Questo interrogativo non solo incuriosisce le migliaia di turisti dell'entroterra quando si affacciano dalle murate dei traghetti per filmare l'arrampicata dell'omino che viene da terra, ma turba da sempre anche molti abitanti della costa che confondono spesso e volentieri il pilota della nave con il comandante del rimorchiatore, con il timoniere, oppure con l'ufficiale di guardia sul ponte di comando, ma a volte anche con l'ormeggiatore portuale. Il personaggio in questione, per la verità, è rimasto chiuso nella sua antica leggenda di “esperto marinaio”, dalla quale non è mai completamente uscito per integrarsi con la gente di terra, tra la quale opera quotidianamente. Le categorie marinare appena accennate e che sono confuse con il pilota del porto, appartengono, di fatto, a rami della nautica ben distinti e gelosi, ognuno della propria identità e tradizione di corpo. Questi servizi sono necessari alla nave che ormeggia o disormeggia da una banchina ed il pilota ne rappresenta il coordinatore e direttore della manovra.

 

PILOTI E BARCACCIANTI

I rapporti tra le persone, in qualsiasi ambito, si modificano nel tempo in funzione di tante cause che lasciamo ad altri il compito d'indagare… In questa sede, a noi interessa soltanto ricordare “quell'angolo del porto” che è stato per trentacinque anni la nostra seconda casa, mio e di Silvan, anzi il cortile dove siamo cresciuti e che oggi, rivisitandolo a distanza di anni, lo ricordiamo popolato d'autentici personaggi che tanto ci hanno dato, sia sul piano umano che professionale. Con tutta sincerità, non sentiamo rimpianti tipo “Via Gluck”, anche perché certe sindromi da “cemento selvaggio” appartengono alla sfera dei “terrestri, i quali si dividono normalmente su tutto…con il risultato che al di là della cinta portuale c'è il caos più o meno riconosciuto da tutti, mentre al di qua, dove entra il mare, ci sono le navi che arrivano, partono e sono le uniche cellule economiche che si muovono sugli oceani, funzionano sempre e non conoscono conflittualità.

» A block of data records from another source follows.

//! New-format ID card, front side.

use lazy_static::lazy_static;
use regex::Regex;
use tracing::debug;

use super::{first_token, is_alpha, Extracted};
use crate::models::fields::IdFrontFields;
use crate::rules::{ddmmyy_from_iso, parse_dates_iso};
use crate::text::scanner::{inline_value, inline_values, nextline_value};
use crate::text::{
    normalize_id_number, normalize_sex, normalize_whitespace, LabelPattern, NormalizedText,
};

lazy_static! {
    static ref NAME_LABEL: LabelPattern = LabelPattern::new(
        r"(?i)\b(?:family\s+name\s+and\s+given\s+name|csal[aá]di\s+[ée]s\s+ut[oó]n[eé]v)\b"
    ).unwrap();

    static ref SEX_INLINE: Regex = Regex::new(
        r"(?i)\b(?:SEX|NEM)\b(?:\s*[:.]\s*|\s+)(?P<value>.+?)\s*$"
    ).unwrap();

    static ref SEX_TOKEN: Regex = Regex::new(
        r"(?i)\b(?:N/F|F/M|NŐ|NO|N|FÉRFI|FERFI|F|M)\b"
    ).unwrap();

    /// The bilingual label may be echoed (`ÁLLAMPOLGÁRSÁG / NATIONALITY: HUN`).
    static ref NATIONALITY_INLINE: Regex = Regex::new(
        r"(?i)\b(?:NATIONALITY|[AÁ]LLAMPOLG[AÁ]RS[AÁ]G)\b(?:\s*/\s*(?:NATIONALITY|[AÁ]LLAMPOLG[AÁ]RS[AÁ]G))?(?:\s*[:.]\s*|\s+)(?P<value>.+?)\s*$"
    ).unwrap();

    static ref NATIONALITY_HU: Regex = Regex::new(r"(?i)\bHU[NM]\b").unwrap();
    static ref NATIONALITY_TOKEN: Regex = Regex::new(r"\b[A-Z]{3}\b").unwrap();

    static ref DOCNO_INLINE: Regex = Regex::new(
        r"(?i)\b(?:DOC\.?\s*NO\.?|DOC\s*NO|[OÖ]KM[AÁ]NYAZONOS[IÍ]T[OÓ])\b(?:\s*/\s*(?:DOC\.?\s*NO\.?|DOC\s*NO))?(?:\s*[:.]\s*|\s+)(?P<value>.+?)\s*$"
    ).unwrap();

    static ref ID_NUMBER_CANDIDATE: Regex = Regex::new(
        r"(?i)\b([0-9OIL|]{6}[A-Z01IL|]{2})\b"
    ).unwrap();
}

pub fn extract(text: &NormalizedText<'_>) -> Extracted<IdFrontFields> {
    let lines = text.lines();
    let (birth_date, expiry_date) = birth_and_expiry(text.raw());
    let document_number =
        document_number(lines, text.raw(), birth_date.as_deref(), expiry_date.as_deref());

    Extracted {
        document_number,
        fields: IdFrontFields {
            full_name: nextline_value(lines, &NAME_LABEL).map(str::to_string),
            sex: sex(lines, text.raw()),
            nationality: nationality(lines, text.raw()),
            birth_date,
            expiry_date,
        },
    }
}

/// Inline `NEM / SEX` value, else the first sex marker anywhere.
fn sex(lines: &[String], raw: &str) -> Option<String> {
    if let Some(sex) = inline_values(lines, &SEX_INLINE).find_map(|v| normalize_sex(&v)) {
        return Some(sex.to_string());
    }
    SEX_TOKEN
        .find_iter(raw)
        .find_map(|m| normalize_sex(m.as_str()))
        .map(str::to_string)
}

fn nationality(lines: &[String], raw: &str) -> Option<String> {
    let inline = inline_value(lines, &NATIONALITY_INLINE)
        .and_then(|v| first_token(&v))
        .filter(|tok| is_alpha(tok));
    if let Some(tok) = inline {
        return Some(tok.to_uppercase());
    }
    NATIONALITY_HU
        .find(raw)
        .or_else(|| NATIONALITY_TOKEN.find(raw))
        .map(|m| m.as_str().to_uppercase())
}

/// Earliest date is the birth date, latest the expiry date.
fn birth_and_expiry(raw: &str) -> (Option<String>, Option<String>) {
    let dates = parse_dates_iso(raw);
    match dates.as_slice() {
        [] => (None, None),
        [only] => (Some(only.clone()), None),
        [first, .., last] => (Some(first.clone()), Some(last.clone())),
    }
}

/// A number whose first six characters spell the birth or expiry date
/// (`DDMMYY`) is a misread date, not a document number.
fn is_date_derived(number: &str, birth: Option<&str>, expiry: Option<&str>) -> bool {
    let prefix = number.get(..6).unwrap_or(number);
    [birth, expiry]
        .into_iter()
        .flatten()
        .filter_map(ddmmyy_from_iso)
        .any(|ddmmyy| ddmmyy == prefix)
}

fn document_number(
    lines: &[String],
    raw: &str,
    birth: Option<&str>,
    expiry: Option<&str>,
) -> Option<String> {
    let inline = inline_value(lines, &DOCNO_INLINE)
        .and_then(|v| first_token(v.trim_start_matches([':', '.', ' '])))
        .and_then(|tok| normalize_id_number(&tok));
    if let Some(number) = inline {
        if !is_date_derived(&number, birth, expiry) {
            return Some(number);
        }
        debug!(%number, "inline document number looks like a date");
    }

    let compact = normalize_whitespace(raw);
    ID_NUMBER_CANDIDATE
        .captures_iter(&compact)
        .filter_map(|caps| caps.get(1).and_then(|m| normalize_id_number(m.as_str())))
        .find(|number| !is_date_derived(number, birth, expiry))
}

#[cfg(test)]
mod tests {
    use super::*;
    use pretty_assertions::assert_eq;

    const CARD: &str = "\
MAGYARORSZÁG / HUNGARY
SZEMÉLYAZONOSÍTÓ IGAZOLVÁNY / IDENTITY CARD
CSALÁDI ÉS UTÓNÉV / FAMILY NAME AND GIVEN NAME
KOVÁCS JÁNOS
NEM / SEX: FÉRFI/M
ÁLLAMPOLGÁRSÁG / NATIONALITY: HUN
SZÜLETÉSI IDŐ / DATE OF BIRTH: 30.06.1979
ÉRVÉNYES / DATE OF EXPIRY: 12.08.2031
OKMÁNYAZONOSÍTÓ / DOC NO: 123456AB
";

    fn run(text: &str) -> Extracted<IdFrontFields> {
        extract(&NormalizedText::new(text))
    }

    #[test]
    fn test_full_card() {
        let got = run(CARD);
        assert_eq!(got.document_number.as_deref(), Some("123456AB"));
        assert_eq!(got.fields.full_name.as_deref(), Some("KOVÁCS JÁNOS"));
        assert_eq!(got.fields.sex.as_deref(), Some("FÉRFI"));
        assert_eq!(got.fields.nationality.as_deref(), Some("HUN"));
        assert_eq!(got.fields.birth_date.as_deref(), Some("1979-06-30"));
        assert_eq!(got.fields.expiry_date.as_deref(), Some("2031-08-12"));
    }

    #[test]
    fn test_sex_header_without_value_does_not_block() {
        let got = run("NEM / SEX\nNŐ / F\n");
        assert_eq!(got.fields.sex.as_deref(), Some("NŐ"));
    }

    #[test]
    fn test_single_date_is_birth_only() {
        let got = run("born 1979.06.30");
        assert_eq!(got.fields.birth_date.as_deref(), Some("1979-06-30"));
        assert_eq!(got.fields.expiry_date, None);
    }

    #[test]
    fn test_date_derived_number_rejected() {
        let text = "DATE OF BIRTH 30.06.1979\nDOC NO: 300679AB\nsomething 654321CD";
        let got = run(text);
        assert_eq!(got.document_number.as_deref(), Some("654321CD"));
    }

    #[test]
    fn test_ocr_confusions_in_number() {
        let got = run("DOC. NO.: I2345OAB");
        assert_eq!(got.document_number.as_deref(), Some("123450AB"));
    }

    #[test]
    fn test_nationality_fallback_prefers_hun() {
        let got = run("ABC xyz\nHUN");
        assert_eq!(got.fields.nationality.as_deref(), Some("HUN"));
        let got = run("something ROU");
        assert_eq!(got.fields.nationality.as_deref(), Some("ROU"));
    }

    #[test]
    fn test_missing_everything() {
        let got = run("lorem ipsum");
        assert_eq!(got.document_number, None);
        assert_eq!(got.fields.full_name, None);
        assert_eq!(got.fields.birth_date, None);
    }
}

Tutto ciò non vi sembra strano? Eppure, oggi, come ieri e sicuramente come 20 secoli fa, le navi continuano a trasportare ricchezza viaggiando sicure anche quando i loro equipaggi, in terra, sono in guerra tra loro.

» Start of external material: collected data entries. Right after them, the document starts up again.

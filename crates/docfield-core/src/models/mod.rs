//! Data models: document kinds, field records and configuration.

pub mod config;
pub mod document;
pub mod fields;

pub use config::DocfieldConfig;
pub use document::{DocType, ExtractionResult, PayloadCategory, ProcessResponse, UnifiedPayload};
pub use fields::{DocumentFields, PersonalData, VehicleData};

Ecco! Noi pensiamo che gli “specialisti della politica, della sociologia e d'altro…” dovrebbero indagare su questa cellula inesplorata: il funzionamento della nave e forse scoprirebbero che il mare, come un dio supremo e severo, costringe i suoi “sudditi” al rispetto di poche regole rendendole refrattarie alle ideologie umane, ai partiti politici e persino alle mode passeggere, perchè si basano sui valori dell'autodisciplina e della solidarietà.


Un tempo si diceva: “in mare non ci sono taverne” e s'intendeva che in mare non ci sono rifugi, neppure per i più ricchi e potenti della terra e con i primi colpi di mare in faccia s'imparava ad usare il buon senso, la modestia ed anche la paura. Già! Paura! I veri marinai hanno paura del mare e la maggior parte lo rispetta e lo teme come un dio pagano che usa vendicarsi lanciando fulmini e tempeste; per altri ancora si tratta di un Dio che non va affrontato neppure con le preghiere, ma va aggirato promettendo “voti” alla Vergine.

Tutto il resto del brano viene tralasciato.